Conflicts of Interest and Politicians’ Naiveté

“NATO Nation PM Faces Fury After Husband’s ‘Secret Russia Deal’ Exposed. Estonian PM Kaja Kallas’ husband has landed her in hot soup over the Russia link amid the Ukraine war. A firm co-owned by Kaja Kallas’ husband ‘kept working with Russia’ despite EU sanctions.” (Hindustan Times, Aug 2023)

“It’s true that I am married to Arvo Hallik.” As if the question were: Are you married to Arvo Hallik?

“It’s true that I am married to Arvo Hallik, but I have no idea about his business.” Estonia is a member state of the European Union; therefore, its political system complies with a package of membership conditions, among which are rules about conflicts of interest (COI) that make her statement “I have no idea about my husband’s business” out of place. She must have declared her and her husband’s business to comply in her position with COI rules, so, if it is true that she has no idea about her husband’s business, it means she made frivolous statements regarding COI.

“My husband told me that his activities in Russia were terminated in March 2022.”  They were not, and it is most unfortunate that she did not try to assess the true situation of the business herself, since her credibility as PM and, more importantly, Estonia’s reputation were at stake.

Her defense is self-contradictory. After saying she has “no idea about her husband’s business,” she tells what she knew about his business, namely that he told her the company had terminated business with Russia in March 2022. Of course, she had to have an idea about her husband’s business, because of the COI rules that apply to people in government positions in EU countries. The “no idea about his business” out-of-place defense casts some doubt on her sincerity about what she knew about his business.

The company’s CEO admits there remained some residual activity with Russia after March 2022, so her husband obviously knew the situation, as a stakeholder in a company where the CEO does not try to conceal the situation. (Unless the CEO first concealed and only later admitted the truth.) Her husband told her, she says, that the company abided by the sanctions against Russia as soon as March 2022, and she took his words as a satisfactory answer. Admitting this scenario is true, she would still be liable for gross neglect. As a PM under strict duties regarding conflicts of interest, she took these duties quite lightly.
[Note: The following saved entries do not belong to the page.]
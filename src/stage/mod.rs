//! Stage lifecycle: which screen is current, how control moves between
//! screens, and what data crosses the boundary.
//!
//! ```text
//! StageManager
//!   ├─ registry: StageType -> screen constructor
//!   ├─ stages:   StageType -> Stage (built on first use, reused after)
//!   ├─ current:  Option<StageType>
//!   └─ in-flight change: target + StageTransition + SharedData
//! ```

use std::fmt;
use std::str::FromStr;

mod context;
mod lifecycle;
mod manager;
mod registry;
mod shared_data;
mod transition;

pub use context::{StageContext, StageServices, TransitionGate};
pub use lifecycle::{Screen, Stage};
pub use manager::{ChangeOutcome, StageError, StageManager};
pub use registry::{ScreenFactory, StageRegistry};
pub use shared_data::{FromShared, SharedData, SharedValue, keys};
pub use transition::{Easing, StageTransition, TransitionKind};

#[derive(Debug, Clone, Copy, PartialEq, Eq, Hash)]
pub enum StageType {
    Startup,
    Title,
    Config,
    SongSelect,
    SongTransition,
    Performance,
    Result,
}

impl StageType {
    pub const ALL: [Self; 7] = [
        Self::Startup,
        Self::Title,
        Self::Config,
        Self::SongSelect,
        Self::SongTransition,
        Self::Performance,
        Self::Result,
    ];

    pub const fn as_str(self) -> &'static str {
        match self {
            Self::Startup => "Startup",
            Self::Title => "Title",
            Self::Config => "Config",
            Self::SongSelect => "SongSelect",
            Self::SongTransition => "SongTransition",
            Self::Performance => "Performance",
            Self::Result => "Result",
        }
    }
}

impl fmt::Display for StageType {
    fn fmt(&self, f: &mut fmt::Formatter<'_>) -> fmt::Result {
        f.write_str(self.as_str())
    }
}

impl FromStr for StageType {
    type Err = ();

    fn from_str(s: &str) -> Result<Self, Self::Err> {
        let s = s.trim();
        Self::ALL
            .into_iter()
            .find(|kind| kind.as_str().eq_ignore_ascii_case(s))
            .ok_or(())
    }
}

/// Where a stage is in its activation lifecycle.
#[derive(Debug, Clone, Copy, Default, PartialEq, Eq)]
pub enum StagePhase {
    #[default]
    Inactive,
    FadeIn,
    Normal,
    FadeOut,
}

/// A stage change asked for by a screen (or any other caller).
#[derive(Debug, Clone)]
pub struct StageRequest {
    pub target: StageType,
    pub transition: Option<StageTransition>,
    pub shared: Option<SharedData>,
}

impl StageRequest {
    pub fn new(target: StageType) -> Self {
        Self {
            target,
            transition: None,
            shared: None,
        }
    }

    pub fn with_transition(mut self, transition: StageTransition) -> Self {
        self.transition = Some(transition);
        self
    }

    pub fn with_shared(mut self, shared: SharedData) -> Self {
        self.shared = Some(shared);
        self
    }
}

/// What a screen wants the manager to do after its update.
#[derive(Debug, Clone, Default)]
pub enum StageAction {
    #[default]
    None,
    Change(StageRequest),
    Exit,
}

#[cfg(test)]
mod tests {
    use super::*;

    #[test]
    fn stage_types_round_trip_through_names() {
        for kind in StageType::ALL {
            assert_eq!(kind.to_string().parse(), Ok(kind));
        }
        assert_eq!("songselect".parse(), Ok(StageType::SongSelect));
        assert_eq!("lobby".parse::<StageType>(), Err(()));
    }

    #[test]
    fn requests_default_to_no_transition_or_payload() {
        let req = StageRequest::new(StageType::Result);
        assert!(req.transition.is_none() && req.shared.is_none());
        let req = req
            .with_transition(StageTransition::fade(0.25))
            .with_shared(SharedData::new().with(keys::SONG_ID, "x"));
        assert_eq!(req.transition.map(|t| t.duration()), Some(0.25));
        assert_eq!(req.shared.map(|s| s.len()), Some(1));
    }
}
She has a duty to avoid COIs, and she is telling Estonians she did her duty by asking her husband and taking him to his word, even though he only had, she says in her defense, a “minority stake” in the company, that is, he may not be overly informed of what happens. What she gives away as a point in her defense (he is only a minority stakeholder, as if this implied a minor responsibility), turns out to be damning: Precisely because he is a minority stakeholder, she had a COI duty to double check his words in order to make sure the minority and perhaps remote owner knew the situation as accurately as wished or expected.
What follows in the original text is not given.